Bolea_2013_Curr.Alzheimer.Res_10_797

Amyloid beta (Abeta) aggregation and deposition is a key pathological hallmark of AD. Growing evidence suggests that neurotoxicity of this peptide is related to the formation of toxic oligomeric aggregates. Therefore, a deeply investigated therapeutic strategy comes at present from blocking the formation of these species to non-toxic aggregates. Among other considered strategies, the multi-target approach has been proposed as a more suitable potential therapy, precisely due to the multifactorial nature of AD. In this context, we recently identified ASS234, a novel compound that possesses a significant multipotent profile since it is able to inhibit cholinesterase and monoamine oxidase enzymes as well as to interfere in Abeta aggregation process.
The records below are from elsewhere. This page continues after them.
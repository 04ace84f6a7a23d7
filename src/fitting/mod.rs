//! # Least-squares building blocks
//!
//! Numerical fits shared by the ridge-line and error-model fitters:
//!
//! * [`fit_line`] – ordinary least squares of `y = slope · x + intercept`,
//! * [`running_statistic`] – mean or median of `y` over uniform bins of `x`, used to
//!   turn a noisy stellar branch into a clean locus before fitting it,
//! * [`exponential`] – Levenberg–Marquardt fit of `y = a · exp(x / tau)`.
//!
//! All functions are pure and work on borrowed slices.
pub mod exponential;

use itertools::Itertools;

use crate::{catalog::min_max, cmd_errors::CmdError};

/// Result of an ordinary least-squares line fit.
#[derive(Debug, Clone, Copy, PartialEq, serde::Serialize)]
pub struct LinearFit {
    pub slope: f64,
    pub intercept: f64,
    /// Residual sum of squares of the fit.
    pub rss: f64,
    /// Number of points used.
    pub n_points: usize,
    /// Range `(min, max)` of the independent variable.
    pub domain: (f64, f64),
}

impl LinearFit {
    pub fn eval(&self, x: f64) -> f64 {
        self.slope * x + self.intercept
    }
}

/// Residual sum of squares of a line `y = slope · x + intercept` over a data set.
pub fn residual_sum_of_squares(x: &[f64], y: &[f64], slope: f64, intercept: f64) -> f64 {
    x.iter()
        .zip(y)
        .map(|(xi, yi)| {
            let r = yi - (slope * xi + intercept);
            r * r
        })
        .sum()
}

/// Ordinary least-squares fit of `y` against `x`.
///
/// The sums are computed around the means of `x` and `y`, which keeps the
/// normal equations well conditioned for magnitudes around 20–30.
///
/// Arguments
/// -----------------
/// * `x`: independent variable
/// * `y`: dependent variable, same length as `x`
///
/// Return
/// ----------
/// * The fitted line, or [`CmdError::InsufficientData`] when fewer than two
///   distinct `x` values are available.
pub fn fit_line(x: &[f64], y: &[f64]) -> Result<LinearFit, CmdError> {
    if x.len() != y.len() {
        return Err(CmdError::InvalidParameter(format!(
            "x and y lengths differ ({} vs {})",
            x.len(),
            y.len()
        )));
    }
    let n = x.len();
    if n < 2 {
        return Err(CmdError::InsufficientData(format!(
            "a line fit needs at least 2 points, got {n}"
        )));
    }

    let x_mean = x.iter().sum::<f64>() / n as f64;
    let y_mean = y.iter().sum::<f64>() / n as f64;

    let (sxx, sxy) = x.iter().zip(y).fold((0.0, 0.0), |(sxx, sxy), (xi, yi)| {
        let dx = xi - x_mean;
        (sxx + dx * dx, sxy + dx * (yi - y_mean))
    });

    if !(sxx > 0.0) {
        return Err(CmdError::InsufficientData(
            "a line fit needs at least 2 distinct abscissae".into(),
        ));
    }

    let slope = sxy / sxx;
    let intercept = y_mean - slope * x_mean;
    let domain = min_max(x.iter().copied()).unwrap_or((x_mean, x_mean));

    Ok(LinearFit {
        slope,
        intercept,
        rss: residual_sum_of_squares(x, y, slope, intercept),
        n_points: n,
        domain,
    })
}

/// Statistic reduced over each running bin.
#[derive(Debug, Clone, Copy, PartialEq, Eq, Default, serde::Serialize)]
pub enum Statistic {
    Mean,
    #[default]
    Median,
}

impl Statistic {
    fn reduce(&self, values: &mut [f64]) -> f64 {
        match self {
            Statistic::Mean => values.iter().sum::<f64>() / values.len() as f64,
            Statistic::Median => {
                values.sort_by(f64::total_cmp);
                let mid = values.len() / 2;
                if values.len() % 2 == 0 {
                    0.5 * (values[mid - 1] + values[mid])
                } else {
                    values[mid]
                }
            }
        }
    }
}

/// Abscissa attached to a running bin when it is fitted.
#[derive(Debug, Clone, Copy, PartialEq, Eq, Default, serde::Serialize)]
pub enum BinAnchor {
    /// Geometric centre of the bin.
    Center,
    /// Same statistic as the ordinate, taken over the abscissae of the bin members.
    #[default]
    Statistic,
}

/// One non-empty bin of a running statistic.
#[derive(Debug, Clone, Copy, PartialEq, serde::Serialize)]
pub struct RunningBin {
    /// Geometric centre of the bin on the independent axis.
    pub center: f64,
    /// Statistic of the independent values of the members.
    pub location: f64,
    /// Statistic of the dependent values of the members.
    pub value: f64,
    pub count: usize,
}

impl RunningBin {
    pub fn abscissa(&self, anchor: BinAnchor) -> f64 {
        match anchor {
            BinAnchor::Center => self.center,
            BinAnchor::Statistic => self.location,
        }
    }
}

/// Running mean or median of `y` over `nbins` uniform bins of `x`.
///
/// The bins cover `[min(x), max(x)]`; the last one is closed so that the maximum
/// falls inside it. Empty bins are not reported.
///
/// Arguments
/// -----------------
/// * `x`: independent variable
/// * `y`: dependent variable
/// * `nbins`: number of uniform bins (≥ 1)
/// * `statistic`: mean or median
///
/// Return
/// ----------
/// * The non-empty bins in increasing `x` order, or [`CmdError::InsufficientData`]
///   if `x` has no spread.
pub fn running_statistic(
    x: &[f64],
    y: &[f64],
    nbins: usize,
    statistic: Statistic,
) -> Result<Vec<RunningBin>, CmdError> {
    if nbins == 0 {
        return Err(CmdError::InvalidParameter("nbins must be >= 1".into()));
    }
    if x.len() != y.len() {
        return Err(CmdError::InvalidParameter(format!(
            "x and y lengths differ ({} vs {})",
            x.len(),
            y.len()
        )));
    }
    let (lo, hi) = min_max(x.iter().copied())
        .ok_or_else(|| CmdError::InsufficientData("running statistic of an empty set".into()))?;
    if !(hi > lo) {
        return Err(CmdError::InsufficientData(
            "running statistic needs a spread in the independent variable".into(),
        ));
    }

    let width = (hi - lo) / nbins as f64;
    let groups = x
        .iter()
        .zip(y)
        .map(|(xi, yi)| {
            let k = (((xi - lo) / width).floor() as usize).min(nbins - 1);
            (k, (*xi, *yi))
        })
        .into_group_map();

    let bins = groups
        .into_iter()
        .sorted_by_key(|(k, _)| *k)
        .map(|(k, members)| {
            let (mut xs, mut ys): (Vec<f64>, Vec<f64>) = members.into_iter().unzip();
            RunningBin {
                center: lo + (k as f64 + 0.5) * width,
                location: statistic.reduce(&mut xs),
                value: statistic.reduce(&mut ys),
                count: ys.len(),
            }
        })
        .collect();

    Ok(bins)
}
use approx::assert_relative_eq;
use camino::Utf8PathBuf;
use cmdcut::{
    catalog::{Catalog, FilterSet},
    cmd_cut::{color_cut, magnitude_cut, CmdCutParams, RidgeInput},
    cmd_errors::CmdError,
    error_model::CatalogErrorModel,
    extinction::{ExtinctionParams, ExtinctionTable, ExtinctionVector, ShearMode},
    fitting::exponential::LevMarParams,
    isochrone::{IsochroneProjection, IsochroneQuery, IsochroneTrack},
    partition::export::{export_partition, write_members},
    ridge_line::RidgeFitParams,
};

mod common;
use common::{assert_no_star_in_two_bins, init_logger, load_catalog, load_grid};

fn giant_branch() -> IsochroneTrack {
    let query = IsochroneQuery::new(10.0).with_metallicity(0.02).with_labels(3, 3);
    load_grid()
        .select(
            &query,
            &FilterSet::new("f115w", "f150w"),
            &IsochroneProjection::unreddened(29.0),
        )
        .unwrap()
        .remove(0)
}

/// Stars within `tol` of colour = 0.2 · mag - 4.3.
fn near_branch(catalog: &Catalog, tol: f64) -> Vec<&cmdcut::catalog::StarRecord> {
    catalog
        .iter()
        .filter(|s| (s.color - (0.2 * s.magnitude - 4.3)).abs() < tol)
        .collect()
}

#[test]
fn test_magnitude_cut_on_isochrone() {
    init_logger();
    let catalog = load_catalog();
    let track = giant_branch();
    let table = ExtinctionTable::jwst_hst();
    let params = CmdCutParams::default();

    let cut = magnitude_cut(&catalog, RidgeInput::Isochrone(&track), &table, &params).unwrap();
    assert_eq!(cut.n_bins(), 8);
    assert_relative_eq!(cut.ridge.slope, 0.2, epsilon = 1e-6);
    assert_relative_eq!(cut.ridge.intercept, -4.3, epsilon = 1e-4);

    let vector = ExtinctionVector::build(&table, &ExtinctionParams::default()).unwrap();
    assert_eq!(cut.extinction, Some(vector));
    assert_relative_eq!(cut.partition.shear, vector.slope, epsilon = 1e-12);

    assert_no_star_in_two_bins(&cut.partition, &catalog);

    // the across-track window follows the ridge-line from bin to bin
    for bin in cut.partition.iter() {
        let (lo, hi) = bin.window.unwrap();
        let ridge_color = cut.ridge.eval(bin.center);
        assert_relative_eq!(lo, ridge_color - 0.5, epsilon = 1e-12);
        assert_relative_eq!(hi, ridge_color + 0.5, epsilon = 1e-12);
        assert!(bin.members.iter().all(|s| s.color >= lo && s.color <= hi));
    }
    assert_relative_eq!(
        cut.partition.bins()[7].window.unwrap().0 - cut.partition.bins()[0].window.unwrap().0,
        0.2 * 3.5,
        epsilon = 1e-4
    );

    for star in near_branch(&catalog, 0.1)
        .into_iter()
        .filter(|s| s.magnitude > 22.5 && s.magnitude < 25.5)
    {
        assert!(cut.partition.bin_of(star).is_some(), "{star:?} not assigned");
    }
    assert!(cut.partition.n_members() > 300);
    assert!(cut.partition.n_members() < catalog.len());
}

#[test]
fn test_magnitude_cut_empirical() {
    init_logger();
    let catalog = load_catalog();
    let ridge = RidgeFitParams::builder()
        .color_window(0.0, 1.2)
        .magnitude_window(21.5, 26.5)
        .build()
        .unwrap();
    let params = CmdCutParams::builder()
        .ridge(ridge)
        .shear(ShearMode::PerpendicularToRidge)
        .range(22.0, 26.0)
        .step(0.25)
        .build()
        .unwrap();

    let cut = magnitude_cut(
        &catalog,
        RidgeInput::Empirical,
        &ExtinctionTable::jwst_hst(),
        &params,
    )
    .unwrap();
    assert_eq!(cut.n_bins(), 16);
    assert_relative_eq!(cut.ridge.slope, 0.2, epsilon = 0.02);
    assert_relative_eq!(cut.partition.shear, -cut.ridge.slope, epsilon = 1e-12);
    assert_no_star_in_two_bins(&cut.partition, &catalog);
}

#[test]
fn test_color_cut_along_branch() {
    init_logger();
    let catalog = load_catalog();
    let track = giant_branch();
    let params = CmdCutParams {
        range: Some((0.0, 1.0)),
        step: 0.1,
        reference_magnitude: Some(24.0),
        ..CmdCutParams::color_cut_defaults()
    };

    let cut = color_cut(
        &catalog,
        RidgeInput::Isochrone(&track),
        &ExtinctionTable::jwst_hst(),
        &params,
    )
    .unwrap();
    assert_eq!(cut.n_bins(), 10);
    assert_relative_eq!(cut.ridge.slope, 5.0, epsilon = 1e-4);
    assert_relative_eq!(cut.partition.shear, 0.2, epsilon = 1e-5);
    assert_no_star_in_two_bins(&cut.partition, &catalog);

    // the strips are parallel to the branch: its stars cross the reference
    // magnitude between colours 0.4 and 0.6
    for star in near_branch(&catalog, 0.09) {
        let bin = cut.partition.bin_of(star);
        assert!(matches!(bin, Some(4) | Some(5)), "{star:?} in {bin:?}");
    }
}

#[test]
fn test_partitions_run_in_parallel() {
    init_logger();
    let catalog = load_catalog();
    let table = ExtinctionTable::jwst_hst();
    let params = CmdCutParams::default();
    let vertical = CmdCutParams {
        shear: ShearMode::Fixed(0.0),
        range: Some((0.0, 1.0)),
        ..CmdCutParams::default()
    };

    let (a, b) = std::thread::scope(|s| {
        let a = s.spawn(|| {
            magnitude_cut(&catalog, RidgeInput::Empirical, &table, &params)
                .map(|cut| cut.partition.n_members())
        });
        let b = s.spawn(|| {
            color_cut(&catalog, RidgeInput::Empirical, &table, &vertical)
                .map(|cut| cut.partition.n_members())
        });
        (a.join().unwrap(), b.join().unwrap())
    });

    let sequential = magnitude_cut(&catalog, RidgeInput::Empirical, &table, &params).unwrap();
    assert_eq!(a.unwrap(), sequential.partition.n_members());
    let expected = catalog
        .iter()
        .filter(|s| s.color > 0.0 && s.color <= 1.0)
        .count();
    assert_eq!(b.unwrap(), expected);
}

#[test]
fn test_unknown_filter_in_extinction_table() {
    init_logger();
    let catalog = load_catalog();
    let table = ExtinctionTable::new().with("f115w", 0.419);
    assert!(matches!(
        magnitude_cut(&catalog, RidgeInput::Empirical, &table, &CmdCutParams::default()),
        Err(CmdError::UnknownFilter(_))
    ));
}

#[test]
fn test_error_bars() {
    init_logger();
    let catalog = load_catalog();
    let model = CatalogErrorModel::fit(&catalog, &LevMarParams::default()).unwrap();
    assert_relative_eq!(model.magnitude.tau, 1.2, max_relative = 0.02);
    assert_relative_eq!(model.magnitude.eval(24.0), 0.01, max_relative = 0.02);

    let bars = model.default_error_bars();
    assert_eq!(bars.len(), 9);
    assert_eq!(bars[0].magnitude, 22.0);
    assert_eq!(bars[8].magnitude, 26.0);
    assert!(bars
        .windows(2)
        .all(|w| w[1].color_error > w[0].color_error && w[1].magnitude_error > w[0].magnitude_error));
}

#[test]
fn test_export() {
    init_logger();
    let catalog = load_catalog();
    let track = giant_branch();
    let cut = magnitude_cut(
        &catalog,
        RidgeInput::Isochrone(&track),
        &ExtinctionTable::jwst_hst(),
        &CmdCutParams::default(),
    )
    .unwrap();

    let mut buf = Vec::new();
    write_members(&cut.partition, &mut buf).unwrap();
    let text = String::from_utf8(buf).unwrap();
    assert_eq!(text.lines().count(), cut.partition.n_members() + 1);

    let dir = Utf8PathBuf::from_path_buf(std::env::temp_dir()).unwrap();
    let members = dir.join(format!("cmdcut_members_{}.csv", std::process::id()));
    let geometry = dir.join(format!("cmdcut_geometry_{}.csv", std::process::id()));
    export_partition(&cut.partition, &members, &geometry).unwrap();

    let written = std::fs::read_to_string(&geometry).unwrap();
    assert_eq!(written.lines().count(), 9);
    std::fs::remove_file(&members).unwrap();
    std::fs::remove_file(&geometry).unwrap();
}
In this work, we investigated more in detail the effects of ASS234 on Abeta aggregation and toxicity in vitro as well as we explored its ability to penetrate to the CNS. We report that ASS234 inhibited Abeta1-42 self-aggregation more efficiently than that of Abeta1-40, limiting the formation of fibrillar and oligomeric species. Additionally, ASS234 completely blocked the aggregation mediated by AChE of both Abeta1-42 and Abeta1-40, showing a dual binding site to AChE. Interestingly, ASS234 significantly reduced Abeta1-42-mediated toxicity in SH-SY5Y human neuroblastoma cells through the prevention of the mitochondrial apoptosis pathway activation. Also importantly, we observed a significant ability of ASS234 to capture free-radical species in vitro as well as a potent effect in preventing the Abeta1-42-induced depletion of antioxidant enzymes (catalase and SOD-1). Finally, we report the capability of ASS234 to cross the bloodbrain barrier. Overall, our in vitro results show that ASS234 may have an impact on different processes involved in AD pathogenesis and provide evidences that it has encouraging attributes as a therapeutic lead compound.